JPMorgan is reportedly close to completing a new index which will track local-currency debt markets in frontier markets. The index will provide dedicated funds and passive investment products with a framework to invest in local-currency assets from frontier markets. The index will establish a clear benchmark which enables global investors and local governments to assess their costs for issuing bonds and setting prices.
The index will attract foreign investors to local bond markets by creating demand for domestic-currency bonds. The index will help issuers to reduce their borrowing expenses while extending their loan repayment terms. Investors gain from a professionally constructed index because it provides transparency about liquidity requirements and establishes specific rules for investing in frontier debt.
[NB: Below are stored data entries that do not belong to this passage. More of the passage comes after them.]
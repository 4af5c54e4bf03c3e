// overlay.rs — Composite render outputs onto the camera frame.
//
// Three styles share one entry point:
//
//   Contour   silhouette render → per-object mask → external contour pixels
//             painted in the overlay color
//   Mesh      shaded render, then the wireframe drawn straight onto the frame
//   Fragment  shaded render + depth; every pixel with non-zero depth takes
//             the rendered color
//
// The style is picked once when the overlay is set up; `draw_overlay` is the
// only per-frame call.

use crate::contour::external_contour;
use crate::error::{Result, TrackError};
use crate::image::{Image, Rgb8};
use crate::object::Model;
use crate::render::{FrameChannel, PolygonMode, RenderSurface};

/// Default overlay color, `#72e090`.
pub const DEFAULT_OVERLAY_COLOR: Rgb8 = [0x72, 0xe0, 0x90];

/// Parse a `#RRGGBB` literal.
pub fn parse_hex_color(s: &str) -> Result<Rgb8> {
    let invalid = || TrackError::InvalidColor(s.to_string());
    let hex = s.strip_prefix('#').ok_or_else(invalid)?;
    if hex.len() != 6 || !hex.bytes().all(|b| b.is_ascii_hexdigit()) {
        return Err(invalid());
    }
    let channel = |i: usize| u8::from_str_radix(&hex[i..i + 2], 16).map_err(|_| invalid());
    Ok([channel(0)?, channel(2)?, channel(4)?])
}

/// Overlay rendering style.
#[derive(Debug, Clone, Copy, PartialEq, Eq)]
pub enum OverlayStyle {
    Contour,
    Mesh,
    Fragment,
}

/// An overlay bound to a render surface and the models it draws.
pub struct Overlay<'a, R: RenderSurface> {
    style: OverlayStyle,
    surface: &'a mut R,
    objects: Vec<&'a Model>,
}

impl<'a, R: RenderSurface> Overlay<'a, R> {
    pub fn init(style: OverlayStyle, surface: &'a mut R, objects: Vec<&'a Model>) -> Self {
        Overlay {
            style,
            surface,
            objects,
        }
    }

    pub fn style(&self) -> OverlayStyle {
        self.style
    }

    /// Render the objects and composite them onto a copy of `frame`.
    ///
    /// # Errors
    /// [`TrackError::InvalidColor`] for a malformed `color`, or a channel
    /// or size mismatch from the render surface.
    pub fn draw_overlay(
        &mut self,
        frame: &Image<Rgb8>,
        mode: PolygonMode,
        color: &str,
    ) -> Result<Image<Rgb8>> {
        let color = parse_hex_color(color)?;
        self.surface.set_level(0);
        match self.style {
            OverlayStyle::Contour => self.draw_contours(frame, mode, color),
            OverlayStyle::Mesh => Ok(self.draw_mesh(frame, color)),
            OverlayStyle::Fragment => self.draw_fragments(frame, mode, color),
        }
    }

    fn draw_contours(&mut self, frame: &Image<Rgb8>, mode: PolygonMode, color: Rgb8) -> Result<Image<Rgb8>> {
        self.surface.render_silhouette(&self.objects, mode);
        // A single object is isolated from depth; several need the label buffer.
        let masks = if self.objects.len() > 1 {
            self.surface.download_frame(FrameChannel::Mask)
        } else {
            self.surface.download_frame(FrameChannel::Depth)
        };
        check_size(frame, masks.size())?;

        let mut result = frame.clone();
        for model in &self.objects {
            let mask = self.surface.convert_mask(&masks, model.id());
            check_size(frame, mask.size())?;
            for (x, y) in external_contour(&mask) {
                result.set(x, y, color);
            }
        }
        Ok(result)
    }

    fn draw_mesh(&mut self, frame: &Image<Rgb8>, color: Rgb8) -> Image<Rgb8> {
        self.surface
            .render_shaded(&self.objects, PolygonMode::Fill, &[unit_color(color)]);
        let mut result = frame.clone();
        if let Some(first) = self.objects.first() {
            self.surface.render_wireframe(first, &mut result, color);
        }
        result
    }

    fn draw_fragments(&mut self, frame: &Image<Rgb8>, mode: PolygonMode, color: Rgb8) -> Result<Image<Rgb8>> {
        self.surface.render_shaded(&self.objects, mode, &[unit_color(color)]);
        let rendering = self.surface.download_frame(FrameChannel::Rgb).into_rgb()?;
        let depth = self.surface.download_frame(FrameChannel::Depth).into_depth()?;
        check_size(frame, rendering.size())?;
        check_size(frame, depth.size())?;

        let mut result = frame.clone();
        for ((out, &rendered), &z) in result
            .as_mut_slice()
            .iter_mut()
            .zip(rendering.as_slice())
            .zip(depth.as_slice())
        {
            if z != 0.0 {
                *out = rendered;
            }
        }
        Ok(result)
    }
}

fn unit_color(c: Rgb8) -> [f32; 3] {
    [c[0] as f32 / 255.0, c[1] as f32 / 255.0, c[2] as f32 / 255.0]
}

fn check_size(frame: &Image<Rgb8>, size: (usize, usize)) -> Result<()> {
    if frame.size() == size {
        Ok(())
    } else {
        Err(TrackError::size_mismatch(frame.size(), size))
    }
}

#[cfg(test)]
mod tests {
    use super::*;
    use crate::object::{ObjectId, Pose};
    use crate::render::FrameBuffer;

    #[test]
    fn test_parse_hex_color() {
        assert_eq!(parse_hex_color("#72e090").unwrap(), DEFAULT_OVERLAY_COLOR);
        assert_eq!(parse_hex_color("#FF0001").unwrap(), [255, 0, 1]);
        for bad in ["72e090", "#72e09", "#72e0900", "#zzzzzz", "", "#"] {
            assert!(
                matches!(parse_hex_color(bad), Err(TrackError::InvalidColor(_))),
                "{bad:?} should be rejected"
            );
        }
    }

    /// Renders every model as the same axis-aligned square.
    struct SquareSurface {
        size: usize,
        square: (usize, usize, usize),
        level: Option<usize>,
        shaded_colors: Vec<[f32; 3]>,
        wireframes: usize,
    }

    impl SquareSurface {
        fn new() -> Self {
            SquareSurface { size: 12, square: (3, 3, 5), level: None, shaded_colors: Vec::new(), wireframes: 0 }
        }

        fn inside(&self, x: usize, y: usize) -> bool {
            let (x0, y0, s) = self.square;
            x >= x0 && x < x0 + s && y >= y0 && y < y0 + s
        }
    }

    impl RenderSurface for SquareSurface {
        fn set_level(&mut self, level: usize) {
            self.level = Some(level);
        }

        fn render_silhouette(&mut self, _objects: &[&Model], _mode: PolygonMode) {}

        fn render_shaded(&mut self, _objects: &[&Model], _mode: PolygonMode, colors: &[[f32; 3]]) {
            self.shaded_colors = colors.to_vec();
        }

        fn render_wireframe(&mut self, _object: &Model, target: &mut Image<Rgb8>, color: Rgb8) {
            self.wireframes += 1;
            target.set(0, 0, color);
        }

        fn download_frame(&mut self, channel: FrameChannel) -> FrameBuffer {
            let n = self.size;
            match channel {
                FrameChannel::Rgb => FrameBuffer::Rgb(Image::filled(n, n, [10, 20, 30])),
                FrameChannel::Depth => {
                    FrameBuffer::Depth(Image::from_fn(n, n, |x, y| if self.inside(x, y) { 0.5 } else { 0.0 }))
                }
                FrameChannel::Mask => {
                    FrameBuffer::Mask(Image::from_fn(n, n, |x, y| self.inside(x, y) as u8))
                }
            }
        }

        fn convert_mask(&self, masks: &FrameBuffer, _object: ObjectId) -> Image<u8> {
            let n = self.size;
            match masks {
                FrameBuffer::Depth(d) => d.map(|z| if z != 0.0 { 255 } else { 0 }),
                FrameBuffer::Mask(m) => m.map(|v| if v != 0 { 255 } else { 0 }),
                FrameBuffer::Rgb(_) => Image::new(n, n),
            }
        }
    }

    fn model() -> Model {
        Model::new(ObjectId(1), Pose::identity(), 1.0)
    }

    #[test]
    fn test_contour_overlay_paints_outline() {
        let m = model();
        let mut surface = SquareSurface::new();
        let frame = Image::<Rgb8>::new(12, 12);
        let mut overlay = Overlay::init(OverlayStyle::Contour, &mut surface, vec![&m]);
        let out = overlay.draw_overlay(&frame, PolygonMode::Fill, "#ff0000").unwrap();
        assert_eq!(out.get(3, 3), [255, 0, 0]);
        assert_eq!(out.get(7, 5), [255, 0, 0]);
        assert_eq!(out.get(5, 5), [0, 0, 0]); // interior untouched
        assert_eq!(out.get(0, 0), [0, 0, 0]);
        assert_eq!(surface.level, Some(0));
    }

    #[test]
    fn test_fragment_overlay_uses_depth() {
        let m = model();
        let mut surface = SquareSurface::new();
        let frame = Image::filled(12, 12, [1, 1, 1]);
        let mut overlay = Overlay::init(OverlayStyle::Fragment, &mut surface, vec![&m]);
        let out = overlay.draw_overlay(&frame, PolygonMode::Fill, "#ffffff").unwrap();
        assert_eq!(out.get(5, 5), [10, 20, 30]);
        assert_eq!(out.get(11, 11), [1, 1, 1]);
        assert_eq!(surface.shaded_colors, vec![[1.0, 1.0, 1.0]]);
    }

    #[test]
    fn test_mesh_overlay_draws_first_object() {
        let (a, b) = (model(), model());
        let mut surface = SquareSurface::new();
        let frame = Image::<Rgb8>::new(12, 12);
        let mut overlay = Overlay::init(OverlayStyle::Mesh, &mut surface, vec![&a, &b]);
        let out = overlay.draw_overlay(&frame, PolygonMode::Line, "#010203").unwrap();
        assert_eq!(out.get(0, 0), [1, 2, 3]);
        assert_eq!(surface.wireframes, 1);
    }

    #[test]
    fn test_bad_color_renders_nothing() {
        let m = model();
        let mut surface = SquareSurface::new();
        let frame = Image::<Rgb8>::new(12, 12);
        let mut overlay = Overlay::init(OverlayStyle::Fragment, &mut surface, vec![&m]);
        assert!(overlay.draw_overlay(&frame, PolygonMode::Fill, "green").is_err());
        assert_eq!(surface.level, None);
    }

    #[test]
    fn test_frame_size_mismatch() {
        let m = model();
        let mut surface = SquareSurface::new();
        let frame = Image::<Rgb8>::new(8, 8);
        let mut overlay = Overlay::init(OverlayStyle::Contour, &mut surface, vec![&m]);
        let err = overlay.draw_overlay(&frame, PolygonMode::Fill, "#000000").unwrap_err();
        assert!(matches!(err, TrackError::SizeMismatch { .. }));
    }
}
Investors in frontier markets face two major risks which include concentration risk and currency risk. Frontier markets exhibit two main challenges which include market volatility and limited secondary market trading abilities.
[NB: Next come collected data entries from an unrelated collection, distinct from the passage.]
use std::fmt::{self, Display};

use crate::{lexer::tokens::Token, Span};

use super::{ast::{Expr, Node}, expressions::Identifier};

/// `let <name> = <value>;`
///
/// `value` is `None` when the bound expression failed to parse; the
/// diagnostic for it is already recorded.
#[derive(Debug, Clone, PartialEq)]
pub struct LetStmt {
    pub token: Token,
    pub name: Identifier,
    pub value: Option<Expr>,
}

impl Node for LetStmt {
    fn token_literal(&self) -> &str {
        &self.token.value
    }
    fn get_span(&self) -> &Span {
        &self.token.span
    }
}

impl Display for LetStmt {
    fn fmt(&self, f: &mut fmt::Formatter<'_>) -> fmt::Result {
        write!(f, "{} {} = ", self.token_literal(), self.name)?;
        if let Some(value) = &self.value {
            write!(f, "{}", value)?;
        }
        write!(f, ";")
    }
}

#[derive(Debug, Clone, PartialEq)]
pub struct ReturnStmt {
    pub token: Token,
    pub value: Option<Expr>,
}

impl Node for ReturnStmt {
    fn token_literal(&self) -> &str {
        &self.token.value
    }
    fn get_span(&self) -> &Span {
        &self.token.span
    }
}

impl Display for ReturnStmt {
    fn fmt(&self, f: &mut fmt::Formatter<'_>) -> fmt::Result {
        write!(f, "{}", self.token_literal())?;
        if let Some(value) = &self.value {
            write!(f, " {}", value)?;
        }
        write!(f, ";")
    }
}

/// A bare expression used as a statement. `token` is the expression's
/// first token.
#[derive(Debug, Clone, PartialEq)]
pub struct ExpressionStmt {
    pub token: Token,
    pub expression: Option<Expr>,
}

impl Node for ExpressionStmt {
    fn token_literal(&self) -> &str {
        &self.token.value
    }
    fn get_span(&self) -> &Span {
        &self.token.span
    }
}

impl Display for ExpressionStmt {
    fn fmt(&self, f: &mut fmt::Formatter<'_>) -> fmt::Result {
        match &self.expression {
            Some(expression) => write!(f, "{}", expression),
            None => Ok(()),
        }
    }
}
Market participants say JPMorgan’s initiative responds to better macroeconomic conditions which exist in specific frontier markets and to the fact that passive investment techniques now determine how investors access both emerging and developed debt markets. The distribution of benefits will depend on three factors which include index inclusion rules and rebalancing frequency and eligibility criteria. Local authorities should use this situation as a chance to develop their debt-market systems while they enhance transparency and implement effective macroeconomic strategies which will help them attract stable investment streams.